Она осталась стоять у двери, провожая машину взглядом. Ральф был уже у выезда на шоссе, когда с противоположной стороны появилась машина Бэда.

– Кто это был? – требовательно спросил он.

– Ральф Маккензи. Приезжал повидать Тома.

– Повидать Тома? Что, черт возьми, ему нужно от Тома?

– Он уговаривал его, и я, кстати, тоже, съездить еще раз к Кроуфильдам.

Бэд вскинул руки.

– Ах, Лаура, я же просил тебя оставить мальчика в покое. Он устал от всего этого.

– Знаю. Иначе и быть не может. Ведь для него это процесс переоценки собственной личности, поиски ответа на вопрос: кто же я такой? И вдобавок ко всему, ты отказываешься признавать факты и ему не позволяешь посмотреть в лицо реальной действительности, с которой ему раньше или позже все равно придется столкнуться. Да еще Джонсон со своей программой. Неужели ты не видишь, что Том отравлен? Джонсон всех потчует отравленной пищей, и Том ее подобрал.

Бэд пошел в дом, Лаура последовала за ним.

– Так, – процедил он, – теперь ты мешаешь наше личное горе с политикой. Это бессмысленно.

– Не я мешаю. Они и так перемешаны, и это взрывчатая смесь.

– Почему? Потому что эти обманщики евреи, а Том не любит евреев? Евреев многие не любят. – Бэд засмеялся. – Черт, мне необходимо выпить. – Он бросил в стакан лед и налил виски. – Том, конечно, отказался туда ехать?

Она честно ответила.

– После долгих уговоров он все-таки согласился. Пожалуйста, не отговаривай его, Бэд.

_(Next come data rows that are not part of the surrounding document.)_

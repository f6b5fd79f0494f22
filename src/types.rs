//! Small value types wrapping the strings that flow through the engine.
//!
//! Tokens, hashes, and branch names are all strings on the wire, but mixing
//! them up is exactly the kind of bug a sync engine cannot afford. Each gets
//! its own newtype.

use serde::{Deserialize, Serialize};
use std::fmt;

macro_rules! str_wrapper {
    ($(#[$attr:meta])* $name:ident) => {
        $(#[$attr])*
        #[derive(Debug, Clone, Default, PartialEq, Eq, Hash, Serialize, Deserialize)]
        #[serde(transparent)]
        pub struct $name(String);

        impl $name {
            /// Creates a new [$name] from any string-like value.
            pub fn new(value: impl Into<String>) -> Self {
                Self(value.into())
            }

            /// Returns the inner string.
            pub fn as_str(&self) -> &str {
                &self.0
            }

            /// Returns `true` if the inner string is empty.
            pub fn is_empty(&self) -> bool {
                self.0.is_empty()
            }
        }

        impl fmt::Display for $name {
            fn fmt(&self, f: &mut fmt::Formatter<'_>) -> fmt::Result {
                f.write_str(&self.0)
            }
        }
    };
}

str_wrapper!(
    /// Durable 8-hex-character identifier embedded in a commit message
    /// trailer. Assigned once by the commit-msg hook; stable across amends.
    ZenToken
);

str_wrapper!(
    /// A full 40-character commit hash. Changes on every amend.
    CommitHash
);

str_wrapper!(
    /// The first line of a commit message.
    CommitTitle
);

str_wrapper!(
    /// The body of a commit message, including the zen-token trailer.
    CommitBody
);

str_wrapper!(
    /// A local or remote git branch name.
    GitBranchName
);

str_wrapper!(
    /// The name of a git remote, e.g. `origin`.
    GitRemoteName
);

str_wrapper!(
    /// Absolute path to the repository root (the directory holding `.git`).
    GitRootDir
);

str_wrapper!(
    /// A GitHub login.
    GithubUsername
);

str_wrapper!(
    /// GitHub's opaque node id for a repository.
    GithubRepoId
);

str_wrapper!(
    /// GitHub's opaque node id for a pull request.
    PullRequestId
);

str_wrapper!(
    /// A pull request title.
    PullRequestTitle
);

str_wrapper!(
    /// A pull request body.
    PullRequestBody
);

str_wrapper!(
    /// GitHub's mergeability verdict for a pull request, e.g. `MERGEABLE`.
    PullRequestMergeable
);

str_wrapper!(
    /// GitHub's review decision for a pull request, e.g. `APPROVED`.
    PullRequestReviewDecision
);

/// A pull request number.
#[derive(Debug, Clone, Copy, PartialEq, Eq, Hash, Serialize, Deserialize)]
#[serde(transparent)]
pub struct PullRequestNumber(u64);

impl PullRequestNumber {
    /// Creates a new [PullRequestNumber].
    pub fn new(value: u64) -> Self {
        Self(value)
    }

    /// Returns the inner number.
    pub fn value(&self) -> u64 {
        self.0
    }
}

impl fmt::Display for PullRequestNumber {
    fn fmt(&self, f: &mut fmt::Formatter<'_>) -> fmt::Result {
        write!(f, "{}", self.0)
    }
}

impl CommitHash {
    /// Returns the 7-character short form of the hash.
    pub fn short(&self) -> &str {
        let len = self.as_str().len().min(7);
        &self.as_str()[..len]
    }
}
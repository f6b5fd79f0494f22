//! The CLI for `gz`.

use crate::{
    config::Config,
    errors::{ZenError, ZenResult},
    git,
    subcommands::Subcommands,
};
use clap::{
    builder::styling::{AnsiColor, Color, Style},
    ArgAction, Parser,
};
use tracing::Level;

const ABOUT: &str = "gz keeps a stack of commits in sync with one GitHub pull request per commit.";

/// The CLI application for `gz`.
#[derive(Parser, Debug, Clone, Eq, PartialEq)]
#[command(about = ABOUT, version, styles = cli_styles())]
pub struct Cli {
    /// Verbosity level (0-4)
    #[arg(short, action = ArgAction::Count)]
    pub v: u8,
    /// The subcommand to run
    #[clap(subcommand)]
    pub subcommand: Subcommands,
}

impl Cli {
    /// Runs the CLI application with the given arguments.
    pub async fn run(self) -> ZenResult<()> {
        let cli = self.init_tracing_subscriber()?;
        let repository = git::active_repository().ok_or(ZenError::NotInRepository)?;
        let root_dir = git::root_dir(&repository)?;
        let config = Config::load(&root_dir)?;
        cli.subcommand.run(repository, config).await
    }

    /// Initializes the tracing subscriber from the `-v` count.
    fn init_tracing_subscriber(self) -> ZenResult<Self> {
        let subscriber = tracing_subscriber::fmt()
            .with_max_level(match self.v {
                0 => Level::ERROR,
                1 => Level::WARN,
                2 => Level::INFO,
                3 => Level::DEBUG,
                _ => Level::TRACE,
            })
            .finish();
        tracing::subscriber::set_global_default(subscriber)
            .map_err(|error| std::io::Error::other(error.to_string()))?;
        Ok(self)
    }
}

/// Styles for the CLI application.
const fn cli_styles() -> clap::builder::Styles {
    clap::builder::Styles::styled()
        .usage(
            Style::new()
                .bold()
                .underline()
                .fg_color(Some(Color::Ansi(AnsiColor::Yellow))),
        )
        .header(
            Style::new()
                .bold()
                .underline()
                .fg_color(Some(Color::Ansi(AnsiColor::Yellow))),
        )
        .literal(Style::new().fg_color(Some(Color::Ansi(AnsiColor::Green))))
        .invalid(
            Style::new()
                .bold()
                .fg_color(Some(Color::Ansi(AnsiColor::Red))),
        )
        .error(
            Style::new()
                .bold()
                .fg_color(Some(Color::Ansi(AnsiColor::Red))),
        )
        .valid(
            Style::new()
                .bold()
                .underline()
                .fg_color(Some(Color::Ansi(AnsiColor::Green))),
        )
        .placeholder(Style::new().fg_color(Some(Color::Ansi(AnsiColor::White))))
}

– Может, оставим эту тему, Лаура? Последние дни, да что там дни – недели, мы только об этом и говорим, – он уставился на что-то за окном. – Иногда я думаю, может, это правда, черт, я не знаю что думать… Может, тот ребенок действительно был нашим, а мы его даже не видели, и это очень печально. Но потом я думаю, нет, это не правда. Том наш сын. Он наш настоящий сын, а эти люди сводят его с ума. Это несправедливо. Мы были… Мы хорошие родители. Почему такое должно было случиться с нашей семьей? – Отвернувшись от окна, Бэд посмотрел на Лауру и нахмурился. На лбу собрались морщины, глаза глубоко запали. – Ты выглядишь усталой. Не делай ничего больше сегодня. Давай пойдем куда-нибудь поужинать – омар или хороший стейк, все что захочешь. Пойдем, постараемся развлечься.